Porch is “kpt-as-a-service”, providing opinionated package management, manipulation, and lifecycle operations in a Kubernetes-based API. This allows automation of these operations using standard Kubernetes controller techniques.

Short for Package Orchestration.

See also: kpt


A Kubernetes term referring to a specific object stored in the API server, although we also use it to refer to the external representation of that object (for example text in a YAML file).

Also see REST.


This refers to a software component that runs in the Nephio Management cluster, and could be considered a type of controller. However, it specifically watches for PackageRevision resources in a Draft state, and checks for the conditions on those resources. When it finds unsatisfied conditions of the type it handles, the specializer will mutate (modify) the Draft package by adding or changing resources.

For example, the IPAM specializer monitors package revision drafts for unresolved IP address claims. When it sees one, it takes information from the claim and uses it to allocate an IP address from the IP address management system. It writes the result back into the draft package, where a KRM function can process the result and copy ( propagate) it to the correct resources in the package.

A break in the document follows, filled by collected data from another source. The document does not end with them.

//! Direct access to the OPC package behind a workbook.
//!
//! umya's model loses two things this crate needs. Cached error results are
//! always written back as `#VALUE!`, and cells that follow a shared formula
//! inherit the anchor's text without its references moved. `normalize_package`
//! rewrites serialized worksheet parts to put the real error literals back;
//! `scan_shared_formulas` reads the source package to give every follower
//! its own formula text.

use crate::shift::{parse_a1, shift_formula};
use quick_xml::Reader;
use quick_xml::Writer;
use quick_xml::events::{BytesStart, BytesText, Event};
use quick_xml::encoding::Decoder;
use std::collections::BTreeMap;
use std::io::{Cursor, Read, Seek, Write};
use zip::result::ZipError;
use zip::write::FileOptions;
use zip::{DateTime, ZipArchive, ZipWriter};

#[derive(Debug, thiserror::Error)]
pub enum PackageError {
    #[error("zip: {0}")]
    Zip(#[from] ZipError),

    #[error("xml: {0}")]
    Xml(#[from] quick_xml::Error),

    #[error("xml attribute: {0}")]
    Attr(#[from] quick_xml::events::attributes::AttrError),

    #[error("xml text: {0}")]
    Encoding(#[from] quick_xml::encoding::EncodingError),

    #[error("xml escape: {0}")]
    Escape(#[from] quick_xml::escape::EscapeError),

    #[error(transparent)]
    Io(#[from] std::io::Error),

    #[error("package has no part '{0}'")]
    MissingPart(String),
}

/// Formula text for the cells of one sheet that follow a shared formula,
/// keyed by 1-based `(row, col)`. Each entry starts with `=`.
#[derive(Debug, Clone, Default, PartialEq, Eq)]
pub struct SharedFormulas {
    cells: BTreeMap<(u32, u32), String>,
}

impl SharedFormulas {
    pub fn from_cells(cells: BTreeMap<(u32, u32), String>) -> Self {
        Self { cells }
    }

    pub fn get(&self, row: u32, col: u32) -> Option<&str> {
        self.cells.get(&(row, col)).map(String::as_str)
    }

    pub fn len(&self) -> usize {
        self.cells.len()
    }

    pub fn is_empty(&self) -> bool {
        self.cells.is_empty()
    }
}

fn local_name(name: &[u8]) -> &[u8] {
    match name.iter().rposition(|b| *b == b':') {
        Some(idx) => &name[idx + 1..],
        None => name,
    }
}

fn is_worksheet_part(name: &str) -> bool {
    name.starts_with("xl/worksheets/") && name.ends_with(".xml")
}

/// Re-zip a serialized workbook with fixed timestamps and permissions, and
/// replace the `<v>` of every error cell listed in `errors` (A1 reference to
/// literal) with that literal. Part order and compression are kept.
pub fn normalize_package(
    bytes: &[u8],
    errors: &BTreeMap<String, String>,
) -> Result<Vec<u8>, PackageError> {
    let mut archive = ZipArchive::new(Cursor::new(bytes))?;
    let mut writer = ZipWriter::new(Cursor::new(Vec::with_capacity(bytes.len())));

    for index in 0..archive.len() {
        let mut file = archive.by_index(index)?;
        let name = file.name().to_string();
        let options = FileOptions::default()
            .compression_method(file.compression())
            .last_modified_time(DateTime::default())
            .unix_permissions(0o644);
        if file.is_dir() {
            writer.add_directory(name, options)?;
            continue;
        }

        let mut data = Vec::with_capacity(file.size() as usize);
        file.read_to_end(&mut data)?;
        if !errors.is_empty() && is_worksheet_part(&name) {
            data = restore_error_literals(&data, errors)?;
        }
        writer.start_file(name, options)?;
        writer.write_all(&data)?;
    }

    Ok(writer.finish()?.into_inner())
}

/// UTF-8 decoder, matching `Attribute::unescape_value` (unavailable when
/// quick-xml's `encoding` feature is enabled).
fn utf8() -> Decoder {
    Reader::from_reader(&b""[..]).decoder()
}

fn error_literal_for<'m>(
    cell: &BytesStart,
    errors: &'m BTreeMap<String, String>,
) -> Result<Option<&'m str>, PackageError> {
    let mut reference = None;
    let mut is_error = false;
    for attr in cell.attributes() {
        let attr = attr?;
        match local_name(attr.key.as_ref()) {
            b"r" => reference = Some(attr.decode_and_unescape_value(utf8())?.into_owned()),
            b"t" => is_error = attr.value.as_ref() == b"e",
            _ => {}
        }
    }
    Ok(match reference {
        Some(r) if is_error => errors.get(&r).map(String::as_str),
        _ => None,
    })
}

fn restore_error_literals(
    xml: &[u8],
    errors: &BTreeMap<String, String>,
) -> Result<Vec<u8>, PackageError> {
    let mut reader = Reader::from_reader(xml);
    reader.config_mut().trim_text(false);
    let mut writer = Writer::new(Vec::with_capacity(xml.len()));
    let mut buf = Vec::new();

    let mut literal: Option<&str> = None;
    let mut in_value = false;
    let mut written = false;
    loop {
        let event = reader.read_event_into(&mut buf)?;
        match event {
            Event::Eof => break,
            Event::Start(ref e) => {
                match local_name(e.name().as_ref()) {
                    b"c" => literal = error_literal_for(e, errors)?,
                    b"v" if literal.is_some() => {
                        in_value = true;
                        written = false;
                    }
                    _ => {}
                }
                writer.write_event(event)?;
            }
            Event::Text(_) | Event::GeneralRef(_) if in_value => {
                if let (Some(lit), false) = (literal, written) {
                    writer.write_event(Event::Text(BytesText::new(lit)))?;
                    written = true;
                }
            }
            Event::End(ref e) => {
                match local_name(e.name().as_ref()) {
                    b"v" => in_value = false,
                    b"c" => literal = None,
                    _ => {}
                }
                writer.write_event(event)?;
            }
            other => writer.write_event(other)?,
        }
        buf.clear();
    }
    Ok(writer.into_inner())
}

fn read_part<R: Read + Seek>(
    archive: &mut ZipArchive<R>,
    name: &str,
) -> Result<Option<Vec<u8>>, PackageError> {
    let mut file = match archive.by_name(name) {
        Ok(file) => file,
        Err(ZipError::FileNotFound) => return Ok(None),
        Err(e) => return Err(e.into()),
    };
    let mut data = Vec::with_capacity(file.size() as usize);
    file.read_to_end(&mut data)?;
    Ok(Some(data))
}

/// `(sheet name, relationship id)` in workbook order.
fn workbook_sheets(xml: &[u8]) -> Result<Vec<(String, String)>, PackageError> {
    let mut reader = Reader::from_reader(xml);
    let mut buf = Vec::new();
    let mut sheets = Vec::new();
    loop {
        match reader.read_event_into(&mut buf)? {
            Event::Eof => break,
            Event::Start(ref e) | Event::Empty(ref e) if local_name(e.name().as_ref()) == b"sheet" => {
                let mut name = None;
                let mut rel_id = None;
                for attr in e.attributes() {
                    let attr = attr?;
                    let key = attr.key.as_ref();
                    let prefixed = key.contains(&b':');
                    match local_name(key) {
                        b"name" if !prefixed => name = Some(attr.decode_and_unescape_value(utf8())?.into_owned()),
                        b"id" if prefixed => rel_id = Some(attr.decode_and_unescape_value(utf8())?.into_owned()),
                        _ => {}
                    }
                }
                if let (Some(name), Some(rel_id)) = (name, rel_id) {
                    sheets.push((name, rel_id));
                }
            }
            _ => {}
        }
        buf.clear();
    }
    Ok(sheets)
}

/// Relationship id to part name, resolved against `xl/`.
fn workbook_targets(xml: &[u8]) -> Result<BTreeMap<String, String>, PackageError> {
    let mut reader = Reader::from_reader(xml);
    let mut buf = Vec::new();
    let mut targets = BTreeMap::new();
    loop {
        match reader.read_event_into(&mut buf)? {
            Event::Eof => break,
            Event::Start(ref e) | Event::Empty(ref e)
                if local_name(e.name().as_ref()) == b"Relationship" =>
            {
                let mut id = None;
                let mut target = None;
                for attr in e.attributes() {
                    let attr = attr?;
                    match local_name(attr.key.as_ref()) {
                        b"Id" => id = Some(attr.decode_and_unescape_value(utf8())?.into_owned()),
                        b"Target" => target = Some(attr.decode_and_unescape_value(utf8())?.into_owned()),
                        _ => {}
                    }
                }
                if let (Some(id), Some(target)) = (id, target) {
                    let part = match target.strip_prefix('/') {
                        Some(absolute) => absolute.to_string(),
                        None => format!("xl/{}", target.trim_start_matches("./")),
                    };
                    targets.insert(id, part);
                }
            }
            _ => {}
        }
        buf.clear();
    }
    Ok(targets)
}

struct SharedAnchor {
    row: u32,
    col: u32,
    text: String,
}

/// Group id of a shared `<f>`; `None` for any other formula.
fn shared_group(f: &BytesStart) -> Result<Option<String>, PackageError> {
    let mut shared = false;
    let mut group = None;
    for attr in f.attributes() {
        let attr = attr?;
        match local_name(attr.key.as_ref()) {
            b"t" => shared = attr.value.as_ref() == b"shared",
            b"si" => group = Some(attr.decode_and_unescape_value(utf8())?.into_owned()),
            _ => {}
        }
    }
    Ok(group.filter(|_| shared))
}

fn cell_position(c: &BytesStart) -> Result<Option<(u32, u32)>, PackageError> {
    for attr in c.attributes() {
        let attr = attr?;
        if local_name(attr.key.as_ref()) == b"r" {
            return Ok(parse_a1(&attr.decode_and_unescape_value(utf8())?));
        }
    }
    Ok(None)
}

fn sheet_shared_formulas(xml: &[u8]) -> Result<SharedFormulas, PackageError> {
    let mut reader = Reader::from_reader(xml);
    reader.config_mut().trim_text(false);
    let mut buf = Vec::new();

    let mut anchors: BTreeMap<String, SharedAnchor> = BTreeMap::new();
    let mut followers: Vec<((u32, u32), String)> = Vec::new();
    let mut cell: Option<(u32, u32)> = None;
    // Group id and raw text of the shared `<f>` being read.
    let mut open: Option<(String, String)> = None;

    loop {
        match reader.read_event_into(&mut buf)? {
            Event::Eof => break,
            Event::Start(ref e) => match local_name(e.name().as_ref()) {
                b"c" => cell = cell_position(e)?,
                b"f" => open = shared_group(e)?.map(|group| (group, String::new())),
                _ => {}
            },
            Event::Empty(ref e) => match local_name(e.name().as_ref()) {
                b"c" => cell = None,
                b"f" => {
                    if let (Some(pos), Some(group)) = (cell, shared_group(e)?) {
                        followers.push((pos, group));
                    }
                }
                _ => {}
            },
            Event::Text(ref t) => {
                if let Some((_, raw)) = open.as_mut() {
                    raw.push_str(&t.decode()?);
                }
            }
            Event::GeneralRef(ref r) => {
                if let Some((_, raw)) = open.as_mut() {
                    raw.push('&');
                    raw.push_str(&r.decode()?);
                    raw.push(';');
                }
            }
            Event::End(ref e) => match local_name(e.name().as_ref()) {
                b"f" => {
                    if let (Some(pos), Some((group, raw))) = (cell, open.take()) {
                        let text = quick_xml::escape::unescape(&raw)?;
                        let text = text.trim();
                        if text.is_empty() {
                            followers.push((pos, group));
                        } else {
                            anchors.entry(group).or_insert_with(|| SharedAnchor {
                                row: pos.0,
                                col: pos.1,
                                text: text.trim_start_matches('=').to_string(),
                            });
                        }
                    }
                }
                b"c" => cell = None,
                _ => {}
            },
            _ => {}
        }
        buf.clear();
    }

    let mut cells = BTreeMap::new();
    for ((row, col), group) in followers {
        if let Some(anchor) = anchors.get(&group) {
            let d_row = i64::from(row) - i64::from(anchor.row);
            let d_col = i64::from(col) - i64::from(anchor.col);
            cells.insert((row, col), format!("={}", shift_formula(&anchor.text, d_row, d_col)));
        }
    }
    Ok(SharedFormulas { cells })
}

/// Per-sheet follower formulas of every shared formula in the package.
/// Sheets without shared formulas are left out of the map.
pub fn scan_shared_formulas(bytes: &[u8]) -> Result<BTreeMap<String, SharedFormulas>, PackageError> {
    let mut archive = ZipArchive::new(Cursor::new(bytes))?;
    let workbook = read_part(&mut archive, "xl/workbook.xml")?
        .ok_or_else(|| PackageError::MissingPart("xl/workbook.xml".into()))?;
    let rels = read_part(&mut archive, "xl/_rels/workbook.xml.rels")?
        .ok_or_else(|| PackageError::MissingPart("xl/_rels/workbook.xml.rels".into()))?;
    let targets = workbook_targets(&rels)?;

    let mut out = BTreeMap::new();
    for (name, rel_id) in workbook_sheets(&workbook)? {
        let Some(part) = targets.get(&rel_id) else {
            continue;
        };
        let Some(xml) = read_part(&mut archive, part)? else {
            continue;
        };
        let shared = sheet_shared_formulas(&xml)?;
        if !shared.is_empty() {
            tracing::debug!(sheet = %name, followers = shared.len(), "shared formulas expanded");
            out.insert(name, shared);
        }
    }
    Ok(out)
}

The act of verifying that the configuration is syntactical correct, and that it matches a set of rules (or policies). Those rules or policies may be for internal consistency (e.g., matching Deployment and Service label selectors), or they may be organizationally related (e.g., all Deployments must contain a label indicating cost allocation center).

Value Propagation

The same value in a configuration is often used in more than one place. Value propagation is the technique of setting or generating the value once, and then copying (or propagating) it to different places in the configuration. For example, setting a Helm value in the values.yaml file, and then having it used in multiple places across different resources.

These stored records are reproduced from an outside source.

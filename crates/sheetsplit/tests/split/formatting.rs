use crate::common::{open_entry, sheet, workbook_bytes};
use sheetsplit::{SheetSplitter, SplitConfig};
use umya_spreadsheet::Spreadsheet;

fn styled_book() -> Vec<u8> {
    workbook_bytes(|book| {
        sheet(book, "Sheet1").get_cell_mut((1, 1)).set_value_string("cover");
        let sh = sheet(book, "Styled");
        sh.get_cell_mut((2, 2)).set_value_string("merged");
        sh.get_style_mut("B2").get_font_mut().set_bold(true);
        sh.get_cell_mut((3, 5)).set_value_number(3).set_formula("1+2");
        sh.get_style_mut("C5").get_font_mut().set_italic(true);
        sh.add_merge_cells("B2:B4");
        sh.get_column_dimension_mut("B").set_width(28.0);
        sh.get_row_dimension_mut(&3).set_height(36.0);
    })
}

fn assert_formatting_kept(book: &Spreadsheet) {
    let ws = book.get_sheet(&0).unwrap();
    assert_eq!(ws.get_name(), "Styled");

    let b2 = ws.get_cell((2, 2)).expect("B2");
    assert_eq!(b2.get_value(), "merged");
    assert_eq!(b2.get_style().get_font().map(|f| *f.get_bold()), Some(true));

    // Style survives the formula being replaced by its result.
    let c5 = ws.get_cell((3, 5)).expect("C5");
    assert!(!c5.is_formula());
    assert_eq!(c5.get_style().get_font().map(|f| *f.get_italic()), Some(true));

    let merges: Vec<String> = ws.get_merge_cells().iter().map(|r| r.get_range()).collect();
    assert_eq!(merges, vec!["B2:B4".to_string()]);

    let width = ws
        .get_column_dimensions()
        .iter()
        .find(|c| *c.get_col_num() == 2)
        .map(|c| *c.get_width());
    assert_eq!(width, Some(28.0));

    let height = ws
        .get_row_dimensions()
        .into_iter()
        .find(|r| *r.get_row_num() == 3)
        .map(|r| *r.get_height());
    assert_eq!(height, Some(36.0));
}

#[test]
fn clone_and_prune_keeps_styles_dimensions_and_merges() {
    let out = SheetSplitter::new(SplitConfig::fidelity())
        .split(&styled_book())
        .expect("split");
    assert_formatting_kept(&open_entry(&out.archive, "Styled.xlsx"));
}

#[test]
fn fresh_keeps_styles_dimensions_and_merges() {
    let out = SheetSplitter::new(SplitConfig::lightweight())
        .split(&styled_book())
        .expect("split");
    assert_formatting_kept(&open_entry(&out.archive, "Styled.xlsx"));
}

A variant is an modified version of a package. Sometimes it is the output of the hydration process, particularly when using out-of-place hydration. For example, if you use the same Helm chart with different inputs to create per-cluster workloads, you are generating variants.

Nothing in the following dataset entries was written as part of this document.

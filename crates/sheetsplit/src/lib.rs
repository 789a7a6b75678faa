//! Split a multi-sheet XLSX workbook into one standalone workbook per
//! visible sheet, packaged as a single ZIP archive.
//!
//! Formula cells are frozen: each one carries its cached result from the
//! source file, or its literal `=...` text when no result was cached.
//! Cell styles, column widths, row heights and merged regions are kept.

pub mod archive;
pub mod backends;
pub mod config;
pub mod error;
pub mod extract;
pub mod loader;
pub mod naming;
pub mod package;
pub mod resolve;
pub mod shift;
pub mod split;
pub mod traits;
pub mod validate;
pub mod value;

pub use archive::{ArchiveBuilder, ArchiveEntry, build_archive};
#[cfg(feature = "calamine")]
pub use backends::CalamineAdapter;
pub use backends::UmyaAdapter;
pub use config::{FailurePolicy, SplitConfig};
pub use error::SplitError;
pub use extract::{ExtractStrategy, extract_sheet};
pub use loader::{LoadMode, LoaderStats, SourceWorkbook};
pub use naming::{EntryNamer, sanitize_sheet_name};
pub use package::{PackageError, SharedFormulas};
pub use resolve::{ResolveStats, ResolvedSheet, resolve_sheet};
pub use split::{EntryReport, SheetFailure, SheetSplitter, SplitOutput, split_workbook};
pub use traits::{CellData, SheetEntry, SheetState, SheetValues, ValueSource};
pub use validate::{EligibleSheet, Exclusion, ExclusionReason, Validation, validate};
pub use value::CellScalar;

In Nephio, we use kpt packages to help keep an association between a package and the variants of that package. When you clone a kpt package, an association is maintained with the upstream package. Every deployable variant of a package is a clone of the original, upstream package. This assists greatly in Day 2 operations; when you update the original package, you can identify all variants and merge the updates from the upstream into the downstream. This behavior is automated via the PackageVariant controller.

Variant Generation

The process of creating variants, typically in an automated way. Variants could be created across different dimensions - for example, you could create a package per cluster. Alternatively, you may create a variant per environment - for example, development, staging, and production variants.

Different methods may be warranted depending on the reason for your variants. In the ONE Summit 2022 Workshop, the PackageDeployment controller generated variants based upon the target clusters. The Porch PackageVariantSet allows more general-purpose generation of variants, based upon an explicitly list, a label selector on repositories, or an arbitrary object selector. As we develop Nephio, we may build new types of variant generators, and may even compose them (for example, to produce variants that are affected by both environment and cluster).


This term, which we use as an acronym for “Write Every Time”, comes from software engineering, and is a somewhat pejorative term in contrast to DRY. However, in the context of configuration-as-data, rather than code, the idea of storing the configuration as fully-formed data enables automation and the use of data-management techniques to manage the configuration at scale.

See also: DRY, Hydration


A workload is any application running on Kubernetes, including network functions.